Task to complete
Across the entries below, count the lines that contain the word "above" and reply with that number only.

Listed entries
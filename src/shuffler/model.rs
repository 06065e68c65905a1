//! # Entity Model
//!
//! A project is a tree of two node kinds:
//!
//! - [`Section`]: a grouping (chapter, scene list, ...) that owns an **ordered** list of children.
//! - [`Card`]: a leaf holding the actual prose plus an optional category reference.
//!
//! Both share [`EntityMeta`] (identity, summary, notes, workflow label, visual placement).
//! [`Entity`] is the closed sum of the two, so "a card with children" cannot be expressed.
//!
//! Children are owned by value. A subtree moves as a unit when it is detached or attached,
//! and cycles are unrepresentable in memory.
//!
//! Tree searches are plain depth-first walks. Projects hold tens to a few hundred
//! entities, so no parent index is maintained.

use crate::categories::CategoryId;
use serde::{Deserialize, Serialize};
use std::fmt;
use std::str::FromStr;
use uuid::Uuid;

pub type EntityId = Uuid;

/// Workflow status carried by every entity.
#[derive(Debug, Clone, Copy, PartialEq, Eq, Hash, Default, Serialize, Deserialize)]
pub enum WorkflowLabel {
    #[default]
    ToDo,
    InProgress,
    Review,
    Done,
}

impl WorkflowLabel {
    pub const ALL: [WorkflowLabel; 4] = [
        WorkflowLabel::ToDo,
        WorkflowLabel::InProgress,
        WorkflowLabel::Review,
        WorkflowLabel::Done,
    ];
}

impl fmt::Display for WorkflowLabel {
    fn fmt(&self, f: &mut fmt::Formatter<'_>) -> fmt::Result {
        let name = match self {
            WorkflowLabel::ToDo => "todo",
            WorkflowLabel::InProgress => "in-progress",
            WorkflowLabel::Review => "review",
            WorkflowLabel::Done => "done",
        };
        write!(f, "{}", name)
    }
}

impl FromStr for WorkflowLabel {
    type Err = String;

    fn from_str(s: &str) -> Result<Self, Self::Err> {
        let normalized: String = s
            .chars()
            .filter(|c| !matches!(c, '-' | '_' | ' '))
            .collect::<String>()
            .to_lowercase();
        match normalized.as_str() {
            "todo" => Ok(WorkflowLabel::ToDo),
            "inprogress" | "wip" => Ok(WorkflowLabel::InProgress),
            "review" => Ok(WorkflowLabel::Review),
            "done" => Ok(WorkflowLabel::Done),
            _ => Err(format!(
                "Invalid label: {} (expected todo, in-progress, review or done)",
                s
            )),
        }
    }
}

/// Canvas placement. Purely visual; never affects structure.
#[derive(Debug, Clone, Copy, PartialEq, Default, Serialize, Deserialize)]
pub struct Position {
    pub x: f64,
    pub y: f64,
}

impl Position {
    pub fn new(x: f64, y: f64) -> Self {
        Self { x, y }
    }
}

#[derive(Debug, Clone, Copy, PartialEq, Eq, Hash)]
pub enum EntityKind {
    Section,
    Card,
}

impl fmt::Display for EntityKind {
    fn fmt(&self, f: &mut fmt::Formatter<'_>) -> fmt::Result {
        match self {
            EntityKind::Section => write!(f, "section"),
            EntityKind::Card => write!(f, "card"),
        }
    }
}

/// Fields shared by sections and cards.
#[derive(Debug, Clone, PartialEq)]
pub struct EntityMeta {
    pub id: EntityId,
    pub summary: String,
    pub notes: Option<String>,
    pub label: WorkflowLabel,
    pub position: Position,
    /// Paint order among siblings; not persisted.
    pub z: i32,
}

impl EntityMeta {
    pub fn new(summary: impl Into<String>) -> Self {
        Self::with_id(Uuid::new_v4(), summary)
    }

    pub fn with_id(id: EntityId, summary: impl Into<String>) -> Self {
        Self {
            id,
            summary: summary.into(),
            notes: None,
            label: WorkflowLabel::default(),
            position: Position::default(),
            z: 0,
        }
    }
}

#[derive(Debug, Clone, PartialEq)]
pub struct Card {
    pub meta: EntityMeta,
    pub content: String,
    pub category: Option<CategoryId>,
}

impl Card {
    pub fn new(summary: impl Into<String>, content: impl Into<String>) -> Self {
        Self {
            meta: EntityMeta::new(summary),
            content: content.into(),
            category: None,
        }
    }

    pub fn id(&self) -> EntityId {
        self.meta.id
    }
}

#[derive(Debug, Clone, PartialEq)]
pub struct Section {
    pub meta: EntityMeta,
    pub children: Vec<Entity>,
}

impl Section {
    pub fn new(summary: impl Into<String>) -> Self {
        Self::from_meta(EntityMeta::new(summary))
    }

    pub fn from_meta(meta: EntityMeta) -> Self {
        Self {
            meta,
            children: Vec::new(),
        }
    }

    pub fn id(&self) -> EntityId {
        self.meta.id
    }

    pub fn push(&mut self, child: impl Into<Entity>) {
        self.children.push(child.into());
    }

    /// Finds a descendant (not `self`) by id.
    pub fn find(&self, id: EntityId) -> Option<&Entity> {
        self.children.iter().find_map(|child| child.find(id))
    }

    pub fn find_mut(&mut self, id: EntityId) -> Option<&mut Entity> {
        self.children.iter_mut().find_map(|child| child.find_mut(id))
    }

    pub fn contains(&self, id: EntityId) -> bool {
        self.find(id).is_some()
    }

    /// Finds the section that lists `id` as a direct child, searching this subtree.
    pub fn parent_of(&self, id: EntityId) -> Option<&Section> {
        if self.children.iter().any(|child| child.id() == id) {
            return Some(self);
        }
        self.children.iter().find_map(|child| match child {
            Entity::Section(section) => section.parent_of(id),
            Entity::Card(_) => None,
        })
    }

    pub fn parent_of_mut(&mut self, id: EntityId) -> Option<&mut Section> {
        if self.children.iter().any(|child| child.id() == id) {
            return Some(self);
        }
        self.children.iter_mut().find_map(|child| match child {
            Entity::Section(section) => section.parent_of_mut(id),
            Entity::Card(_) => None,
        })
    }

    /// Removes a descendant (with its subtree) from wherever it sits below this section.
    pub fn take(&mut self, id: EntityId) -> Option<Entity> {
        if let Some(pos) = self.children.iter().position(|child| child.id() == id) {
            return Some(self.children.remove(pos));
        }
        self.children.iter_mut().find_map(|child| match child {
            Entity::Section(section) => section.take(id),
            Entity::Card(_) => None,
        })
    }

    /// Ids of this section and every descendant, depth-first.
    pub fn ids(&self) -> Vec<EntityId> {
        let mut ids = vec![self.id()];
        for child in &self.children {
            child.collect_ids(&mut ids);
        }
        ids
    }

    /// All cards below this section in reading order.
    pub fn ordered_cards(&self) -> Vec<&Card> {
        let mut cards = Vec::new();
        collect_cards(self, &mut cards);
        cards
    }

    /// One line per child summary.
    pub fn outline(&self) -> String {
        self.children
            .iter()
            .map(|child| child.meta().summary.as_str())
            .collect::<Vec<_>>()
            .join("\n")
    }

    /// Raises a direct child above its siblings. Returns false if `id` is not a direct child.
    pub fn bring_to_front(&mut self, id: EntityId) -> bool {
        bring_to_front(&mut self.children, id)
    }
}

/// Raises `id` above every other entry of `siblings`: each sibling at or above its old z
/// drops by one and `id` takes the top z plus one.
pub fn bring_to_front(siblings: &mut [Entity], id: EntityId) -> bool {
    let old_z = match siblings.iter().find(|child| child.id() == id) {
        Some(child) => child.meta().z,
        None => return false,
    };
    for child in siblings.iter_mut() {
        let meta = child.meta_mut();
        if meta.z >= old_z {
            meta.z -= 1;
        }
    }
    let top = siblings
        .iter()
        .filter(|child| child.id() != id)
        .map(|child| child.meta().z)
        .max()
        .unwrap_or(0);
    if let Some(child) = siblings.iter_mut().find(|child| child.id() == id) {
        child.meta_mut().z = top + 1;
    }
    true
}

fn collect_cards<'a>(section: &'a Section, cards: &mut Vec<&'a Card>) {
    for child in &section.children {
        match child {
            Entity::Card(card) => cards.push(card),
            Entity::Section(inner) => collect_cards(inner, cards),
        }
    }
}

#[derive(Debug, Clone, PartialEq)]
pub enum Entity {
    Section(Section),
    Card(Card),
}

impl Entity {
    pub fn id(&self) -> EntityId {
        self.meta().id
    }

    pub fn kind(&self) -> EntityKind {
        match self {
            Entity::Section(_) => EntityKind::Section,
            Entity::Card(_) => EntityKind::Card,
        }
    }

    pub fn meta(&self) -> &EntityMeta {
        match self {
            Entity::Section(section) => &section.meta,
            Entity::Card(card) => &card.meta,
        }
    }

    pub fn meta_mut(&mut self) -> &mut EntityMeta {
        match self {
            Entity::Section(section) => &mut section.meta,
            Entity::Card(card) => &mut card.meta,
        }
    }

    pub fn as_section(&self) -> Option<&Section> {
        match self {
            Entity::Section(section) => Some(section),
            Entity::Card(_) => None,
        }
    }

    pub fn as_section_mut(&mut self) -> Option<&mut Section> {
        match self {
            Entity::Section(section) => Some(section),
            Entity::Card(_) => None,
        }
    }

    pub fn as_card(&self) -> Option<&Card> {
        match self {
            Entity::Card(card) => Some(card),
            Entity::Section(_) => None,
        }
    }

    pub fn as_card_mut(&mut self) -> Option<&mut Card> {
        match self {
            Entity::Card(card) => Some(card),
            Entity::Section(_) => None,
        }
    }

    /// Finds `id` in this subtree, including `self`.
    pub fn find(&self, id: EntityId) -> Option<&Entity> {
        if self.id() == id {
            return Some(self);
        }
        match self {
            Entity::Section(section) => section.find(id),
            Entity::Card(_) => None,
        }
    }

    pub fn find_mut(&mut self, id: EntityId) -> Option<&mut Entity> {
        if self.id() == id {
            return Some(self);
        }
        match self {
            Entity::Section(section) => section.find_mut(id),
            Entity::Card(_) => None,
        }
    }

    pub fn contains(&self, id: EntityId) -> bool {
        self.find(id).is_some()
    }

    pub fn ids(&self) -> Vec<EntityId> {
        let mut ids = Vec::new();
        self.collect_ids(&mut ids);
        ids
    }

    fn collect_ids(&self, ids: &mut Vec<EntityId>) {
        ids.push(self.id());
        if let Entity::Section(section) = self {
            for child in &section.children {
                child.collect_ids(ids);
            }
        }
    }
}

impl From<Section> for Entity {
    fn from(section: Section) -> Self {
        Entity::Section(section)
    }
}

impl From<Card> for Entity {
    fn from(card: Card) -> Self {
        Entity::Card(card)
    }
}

Result of this task
2